Work to be completed:
Determine how many lines below contain the word "types", then write that number by itself.

Task material:
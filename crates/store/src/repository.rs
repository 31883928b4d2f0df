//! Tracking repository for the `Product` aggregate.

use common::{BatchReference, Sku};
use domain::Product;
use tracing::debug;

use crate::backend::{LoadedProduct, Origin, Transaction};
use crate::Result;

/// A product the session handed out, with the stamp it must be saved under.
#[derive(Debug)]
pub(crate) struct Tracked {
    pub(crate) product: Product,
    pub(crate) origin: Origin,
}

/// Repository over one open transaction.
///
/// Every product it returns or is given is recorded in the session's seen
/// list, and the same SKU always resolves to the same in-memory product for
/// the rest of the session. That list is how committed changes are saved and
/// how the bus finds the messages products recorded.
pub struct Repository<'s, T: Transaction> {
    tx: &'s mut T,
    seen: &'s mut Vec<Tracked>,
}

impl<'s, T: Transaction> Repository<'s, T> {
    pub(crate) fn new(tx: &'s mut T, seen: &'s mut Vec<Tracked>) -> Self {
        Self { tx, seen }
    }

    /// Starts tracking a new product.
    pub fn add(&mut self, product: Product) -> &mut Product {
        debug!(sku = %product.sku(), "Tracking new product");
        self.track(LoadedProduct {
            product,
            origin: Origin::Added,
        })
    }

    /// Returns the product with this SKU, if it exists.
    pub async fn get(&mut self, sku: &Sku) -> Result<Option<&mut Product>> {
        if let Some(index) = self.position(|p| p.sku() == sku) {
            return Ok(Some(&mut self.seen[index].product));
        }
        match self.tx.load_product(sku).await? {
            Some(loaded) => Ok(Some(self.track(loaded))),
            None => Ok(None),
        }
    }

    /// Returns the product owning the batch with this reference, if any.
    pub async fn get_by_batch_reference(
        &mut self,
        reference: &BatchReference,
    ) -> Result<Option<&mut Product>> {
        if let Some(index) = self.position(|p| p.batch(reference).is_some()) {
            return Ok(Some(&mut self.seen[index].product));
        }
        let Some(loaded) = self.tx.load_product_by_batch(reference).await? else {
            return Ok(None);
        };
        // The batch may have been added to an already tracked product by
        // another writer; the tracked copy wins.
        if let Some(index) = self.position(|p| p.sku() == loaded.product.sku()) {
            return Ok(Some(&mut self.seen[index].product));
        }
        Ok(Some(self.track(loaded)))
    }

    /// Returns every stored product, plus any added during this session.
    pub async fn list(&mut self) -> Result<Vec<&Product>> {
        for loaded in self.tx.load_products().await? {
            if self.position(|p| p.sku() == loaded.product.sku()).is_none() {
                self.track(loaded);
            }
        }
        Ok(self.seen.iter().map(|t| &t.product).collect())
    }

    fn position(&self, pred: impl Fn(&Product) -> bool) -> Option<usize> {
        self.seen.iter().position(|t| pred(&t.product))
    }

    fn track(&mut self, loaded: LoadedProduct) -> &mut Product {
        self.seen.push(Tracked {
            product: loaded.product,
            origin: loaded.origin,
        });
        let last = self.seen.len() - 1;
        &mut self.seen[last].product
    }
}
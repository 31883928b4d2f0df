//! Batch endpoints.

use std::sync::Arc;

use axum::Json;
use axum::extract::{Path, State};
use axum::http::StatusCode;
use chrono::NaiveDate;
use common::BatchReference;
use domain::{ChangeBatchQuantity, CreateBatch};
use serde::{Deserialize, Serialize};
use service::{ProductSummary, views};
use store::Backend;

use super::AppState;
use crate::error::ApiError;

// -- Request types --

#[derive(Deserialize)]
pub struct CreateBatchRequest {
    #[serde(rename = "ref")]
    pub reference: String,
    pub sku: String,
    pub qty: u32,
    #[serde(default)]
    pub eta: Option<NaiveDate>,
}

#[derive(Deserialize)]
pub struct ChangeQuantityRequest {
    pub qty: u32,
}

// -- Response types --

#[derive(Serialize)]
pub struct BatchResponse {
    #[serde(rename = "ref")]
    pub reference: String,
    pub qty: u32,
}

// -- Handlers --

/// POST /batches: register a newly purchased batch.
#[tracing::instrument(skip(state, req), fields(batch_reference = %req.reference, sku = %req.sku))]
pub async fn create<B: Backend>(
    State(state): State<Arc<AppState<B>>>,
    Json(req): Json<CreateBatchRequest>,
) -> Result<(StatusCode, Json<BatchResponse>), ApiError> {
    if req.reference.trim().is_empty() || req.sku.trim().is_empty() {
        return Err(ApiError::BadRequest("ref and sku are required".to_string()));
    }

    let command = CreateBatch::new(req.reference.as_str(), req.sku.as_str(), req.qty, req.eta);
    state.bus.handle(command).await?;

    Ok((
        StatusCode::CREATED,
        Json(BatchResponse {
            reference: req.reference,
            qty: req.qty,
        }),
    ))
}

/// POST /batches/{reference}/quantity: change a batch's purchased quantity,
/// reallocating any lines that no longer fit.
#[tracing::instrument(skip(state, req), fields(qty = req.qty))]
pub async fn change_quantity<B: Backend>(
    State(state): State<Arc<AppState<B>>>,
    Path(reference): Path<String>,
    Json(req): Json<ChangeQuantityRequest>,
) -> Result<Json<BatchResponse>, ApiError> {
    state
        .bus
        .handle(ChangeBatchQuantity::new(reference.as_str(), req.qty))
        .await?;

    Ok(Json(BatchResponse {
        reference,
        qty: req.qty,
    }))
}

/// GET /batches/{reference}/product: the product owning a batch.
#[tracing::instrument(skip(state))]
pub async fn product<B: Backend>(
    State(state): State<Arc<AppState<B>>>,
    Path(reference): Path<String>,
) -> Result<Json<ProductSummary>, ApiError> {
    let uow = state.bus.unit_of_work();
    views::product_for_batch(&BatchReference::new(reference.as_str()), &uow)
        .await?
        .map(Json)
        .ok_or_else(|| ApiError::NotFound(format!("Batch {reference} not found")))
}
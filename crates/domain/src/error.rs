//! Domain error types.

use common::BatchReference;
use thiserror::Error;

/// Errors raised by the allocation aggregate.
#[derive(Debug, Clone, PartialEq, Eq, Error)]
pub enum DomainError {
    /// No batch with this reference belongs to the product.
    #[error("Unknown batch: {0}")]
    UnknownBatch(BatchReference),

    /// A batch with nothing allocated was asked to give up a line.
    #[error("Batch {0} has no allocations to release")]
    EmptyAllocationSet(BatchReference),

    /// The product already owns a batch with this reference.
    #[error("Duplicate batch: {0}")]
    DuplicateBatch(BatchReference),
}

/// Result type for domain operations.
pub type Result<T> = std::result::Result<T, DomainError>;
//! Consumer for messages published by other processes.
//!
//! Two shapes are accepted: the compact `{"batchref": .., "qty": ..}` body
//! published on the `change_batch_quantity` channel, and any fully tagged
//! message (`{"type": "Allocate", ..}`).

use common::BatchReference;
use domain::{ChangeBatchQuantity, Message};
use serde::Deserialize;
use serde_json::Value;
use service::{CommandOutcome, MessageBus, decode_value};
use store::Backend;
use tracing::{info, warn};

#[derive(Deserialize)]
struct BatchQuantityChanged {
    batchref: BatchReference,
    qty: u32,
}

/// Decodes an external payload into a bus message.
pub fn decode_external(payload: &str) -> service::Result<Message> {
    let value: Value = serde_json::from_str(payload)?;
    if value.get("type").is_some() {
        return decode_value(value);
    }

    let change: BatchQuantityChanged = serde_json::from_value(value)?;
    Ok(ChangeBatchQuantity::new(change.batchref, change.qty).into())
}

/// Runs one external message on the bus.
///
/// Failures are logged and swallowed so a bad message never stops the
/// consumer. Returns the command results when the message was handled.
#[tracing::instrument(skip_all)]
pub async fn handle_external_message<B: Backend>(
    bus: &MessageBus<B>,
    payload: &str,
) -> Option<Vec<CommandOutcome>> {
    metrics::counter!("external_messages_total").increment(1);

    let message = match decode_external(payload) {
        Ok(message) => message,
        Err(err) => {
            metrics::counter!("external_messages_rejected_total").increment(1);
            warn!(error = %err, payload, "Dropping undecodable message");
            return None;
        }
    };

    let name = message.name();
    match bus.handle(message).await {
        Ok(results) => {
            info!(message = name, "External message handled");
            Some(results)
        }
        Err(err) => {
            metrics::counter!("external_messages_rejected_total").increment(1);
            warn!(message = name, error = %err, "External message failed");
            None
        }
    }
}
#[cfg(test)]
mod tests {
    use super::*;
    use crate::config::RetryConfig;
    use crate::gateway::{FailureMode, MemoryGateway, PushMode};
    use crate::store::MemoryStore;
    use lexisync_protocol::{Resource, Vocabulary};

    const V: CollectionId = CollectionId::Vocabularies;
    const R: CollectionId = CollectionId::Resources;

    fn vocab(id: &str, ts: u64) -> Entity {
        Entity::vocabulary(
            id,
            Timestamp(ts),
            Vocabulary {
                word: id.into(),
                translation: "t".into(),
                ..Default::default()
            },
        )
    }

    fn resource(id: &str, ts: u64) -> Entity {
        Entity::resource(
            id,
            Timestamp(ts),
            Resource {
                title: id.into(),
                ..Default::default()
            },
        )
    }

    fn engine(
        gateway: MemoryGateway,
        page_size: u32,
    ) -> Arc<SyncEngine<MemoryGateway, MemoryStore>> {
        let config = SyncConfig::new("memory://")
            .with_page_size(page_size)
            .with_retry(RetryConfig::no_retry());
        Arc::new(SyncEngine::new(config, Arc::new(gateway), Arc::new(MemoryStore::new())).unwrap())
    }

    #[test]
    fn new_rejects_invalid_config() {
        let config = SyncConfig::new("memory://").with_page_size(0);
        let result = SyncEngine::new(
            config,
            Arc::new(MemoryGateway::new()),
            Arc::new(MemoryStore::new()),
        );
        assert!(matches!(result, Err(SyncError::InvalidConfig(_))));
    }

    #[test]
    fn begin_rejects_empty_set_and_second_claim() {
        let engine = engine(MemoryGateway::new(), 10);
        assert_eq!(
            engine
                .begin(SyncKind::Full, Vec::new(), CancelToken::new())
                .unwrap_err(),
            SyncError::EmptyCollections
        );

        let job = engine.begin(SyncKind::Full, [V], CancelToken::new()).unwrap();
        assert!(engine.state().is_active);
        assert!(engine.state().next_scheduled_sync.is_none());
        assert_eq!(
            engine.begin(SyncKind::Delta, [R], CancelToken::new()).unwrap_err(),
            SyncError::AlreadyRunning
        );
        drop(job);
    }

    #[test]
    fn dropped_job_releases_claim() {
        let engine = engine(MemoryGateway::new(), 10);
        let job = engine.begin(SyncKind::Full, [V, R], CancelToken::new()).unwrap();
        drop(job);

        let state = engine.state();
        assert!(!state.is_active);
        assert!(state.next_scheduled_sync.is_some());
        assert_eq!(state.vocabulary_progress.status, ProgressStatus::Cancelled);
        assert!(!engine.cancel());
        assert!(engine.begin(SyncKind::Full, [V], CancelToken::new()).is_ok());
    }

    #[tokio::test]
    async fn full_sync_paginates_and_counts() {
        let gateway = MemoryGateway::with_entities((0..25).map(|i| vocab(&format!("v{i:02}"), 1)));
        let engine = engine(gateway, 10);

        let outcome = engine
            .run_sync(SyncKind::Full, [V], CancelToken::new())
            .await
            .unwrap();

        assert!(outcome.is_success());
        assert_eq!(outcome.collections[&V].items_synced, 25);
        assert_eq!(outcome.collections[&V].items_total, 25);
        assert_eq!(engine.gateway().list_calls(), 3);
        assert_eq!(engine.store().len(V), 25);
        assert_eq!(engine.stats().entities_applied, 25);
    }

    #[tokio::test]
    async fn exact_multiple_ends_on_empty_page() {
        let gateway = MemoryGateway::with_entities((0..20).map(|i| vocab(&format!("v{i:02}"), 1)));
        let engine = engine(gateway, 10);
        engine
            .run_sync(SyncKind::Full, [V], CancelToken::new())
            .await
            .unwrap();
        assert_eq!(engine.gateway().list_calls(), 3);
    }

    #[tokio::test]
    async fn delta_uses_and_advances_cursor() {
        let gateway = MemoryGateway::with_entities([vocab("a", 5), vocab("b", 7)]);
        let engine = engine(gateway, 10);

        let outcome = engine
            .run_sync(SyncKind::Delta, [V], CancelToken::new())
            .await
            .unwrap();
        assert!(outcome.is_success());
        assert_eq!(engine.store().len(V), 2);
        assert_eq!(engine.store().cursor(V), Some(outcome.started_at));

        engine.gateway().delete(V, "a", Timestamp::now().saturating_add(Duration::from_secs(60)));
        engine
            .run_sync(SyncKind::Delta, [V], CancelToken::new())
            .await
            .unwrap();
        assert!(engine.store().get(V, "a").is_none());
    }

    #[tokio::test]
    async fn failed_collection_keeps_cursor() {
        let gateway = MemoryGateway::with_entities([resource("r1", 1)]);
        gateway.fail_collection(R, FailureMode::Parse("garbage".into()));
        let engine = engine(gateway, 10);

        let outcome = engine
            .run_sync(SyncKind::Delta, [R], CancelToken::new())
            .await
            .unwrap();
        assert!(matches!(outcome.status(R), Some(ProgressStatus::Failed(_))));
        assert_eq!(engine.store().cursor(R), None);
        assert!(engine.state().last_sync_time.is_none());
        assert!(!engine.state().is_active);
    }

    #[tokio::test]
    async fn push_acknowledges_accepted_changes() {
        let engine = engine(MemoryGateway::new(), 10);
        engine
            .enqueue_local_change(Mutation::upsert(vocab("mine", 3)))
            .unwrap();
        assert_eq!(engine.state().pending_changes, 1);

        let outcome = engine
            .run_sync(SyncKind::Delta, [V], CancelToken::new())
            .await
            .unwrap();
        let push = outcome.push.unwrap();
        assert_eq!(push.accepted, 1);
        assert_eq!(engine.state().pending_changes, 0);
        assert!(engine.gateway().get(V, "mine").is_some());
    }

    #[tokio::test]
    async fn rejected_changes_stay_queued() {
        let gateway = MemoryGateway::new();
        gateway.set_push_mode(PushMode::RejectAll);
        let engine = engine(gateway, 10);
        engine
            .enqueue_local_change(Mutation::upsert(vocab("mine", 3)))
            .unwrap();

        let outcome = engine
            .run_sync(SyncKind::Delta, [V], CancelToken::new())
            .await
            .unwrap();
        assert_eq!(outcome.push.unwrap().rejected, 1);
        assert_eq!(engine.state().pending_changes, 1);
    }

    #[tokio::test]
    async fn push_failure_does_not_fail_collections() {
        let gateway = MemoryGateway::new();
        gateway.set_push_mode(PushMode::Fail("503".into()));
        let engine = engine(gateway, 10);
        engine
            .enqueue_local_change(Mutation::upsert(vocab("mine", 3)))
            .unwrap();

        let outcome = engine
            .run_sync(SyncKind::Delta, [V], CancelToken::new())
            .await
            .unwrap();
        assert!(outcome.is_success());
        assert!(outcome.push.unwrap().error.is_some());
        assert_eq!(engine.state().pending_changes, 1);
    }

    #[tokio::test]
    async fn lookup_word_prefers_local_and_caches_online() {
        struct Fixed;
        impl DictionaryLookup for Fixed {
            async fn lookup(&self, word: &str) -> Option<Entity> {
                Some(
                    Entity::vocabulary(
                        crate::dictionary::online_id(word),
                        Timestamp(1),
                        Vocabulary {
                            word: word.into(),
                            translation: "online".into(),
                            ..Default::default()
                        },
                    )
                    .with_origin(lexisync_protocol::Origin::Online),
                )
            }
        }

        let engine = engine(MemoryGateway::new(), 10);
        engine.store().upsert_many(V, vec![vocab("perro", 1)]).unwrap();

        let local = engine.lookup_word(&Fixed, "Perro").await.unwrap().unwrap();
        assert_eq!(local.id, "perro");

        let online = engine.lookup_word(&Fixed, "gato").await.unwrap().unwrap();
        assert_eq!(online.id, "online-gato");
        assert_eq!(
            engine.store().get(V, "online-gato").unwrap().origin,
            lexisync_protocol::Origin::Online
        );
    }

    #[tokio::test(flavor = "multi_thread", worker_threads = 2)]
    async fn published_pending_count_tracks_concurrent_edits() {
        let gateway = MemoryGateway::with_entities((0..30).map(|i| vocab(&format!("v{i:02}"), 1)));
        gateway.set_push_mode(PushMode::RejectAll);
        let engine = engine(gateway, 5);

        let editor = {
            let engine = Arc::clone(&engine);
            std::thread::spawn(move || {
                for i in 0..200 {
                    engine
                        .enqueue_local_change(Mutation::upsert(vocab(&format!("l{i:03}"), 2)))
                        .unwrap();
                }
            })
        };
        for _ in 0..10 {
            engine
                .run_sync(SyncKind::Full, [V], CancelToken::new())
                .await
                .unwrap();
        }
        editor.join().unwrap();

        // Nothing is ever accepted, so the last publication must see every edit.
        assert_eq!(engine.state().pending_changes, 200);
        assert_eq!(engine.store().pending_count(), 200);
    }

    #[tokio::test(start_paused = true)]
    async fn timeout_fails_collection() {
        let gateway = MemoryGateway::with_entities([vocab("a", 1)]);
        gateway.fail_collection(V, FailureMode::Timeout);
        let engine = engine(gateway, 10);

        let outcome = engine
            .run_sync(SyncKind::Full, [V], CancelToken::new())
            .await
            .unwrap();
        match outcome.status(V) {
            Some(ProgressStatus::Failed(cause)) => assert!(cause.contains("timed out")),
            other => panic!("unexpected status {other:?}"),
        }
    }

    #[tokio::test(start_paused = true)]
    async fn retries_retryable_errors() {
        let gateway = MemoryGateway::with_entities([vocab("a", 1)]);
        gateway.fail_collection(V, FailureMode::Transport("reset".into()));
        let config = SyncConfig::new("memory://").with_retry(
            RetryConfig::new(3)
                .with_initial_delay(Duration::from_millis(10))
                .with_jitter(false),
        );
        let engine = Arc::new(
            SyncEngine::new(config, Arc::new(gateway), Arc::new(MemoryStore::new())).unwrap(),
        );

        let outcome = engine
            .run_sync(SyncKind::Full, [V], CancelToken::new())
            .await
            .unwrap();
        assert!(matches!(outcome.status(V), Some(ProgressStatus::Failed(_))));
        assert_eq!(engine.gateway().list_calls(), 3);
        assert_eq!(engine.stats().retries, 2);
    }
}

Output below:
3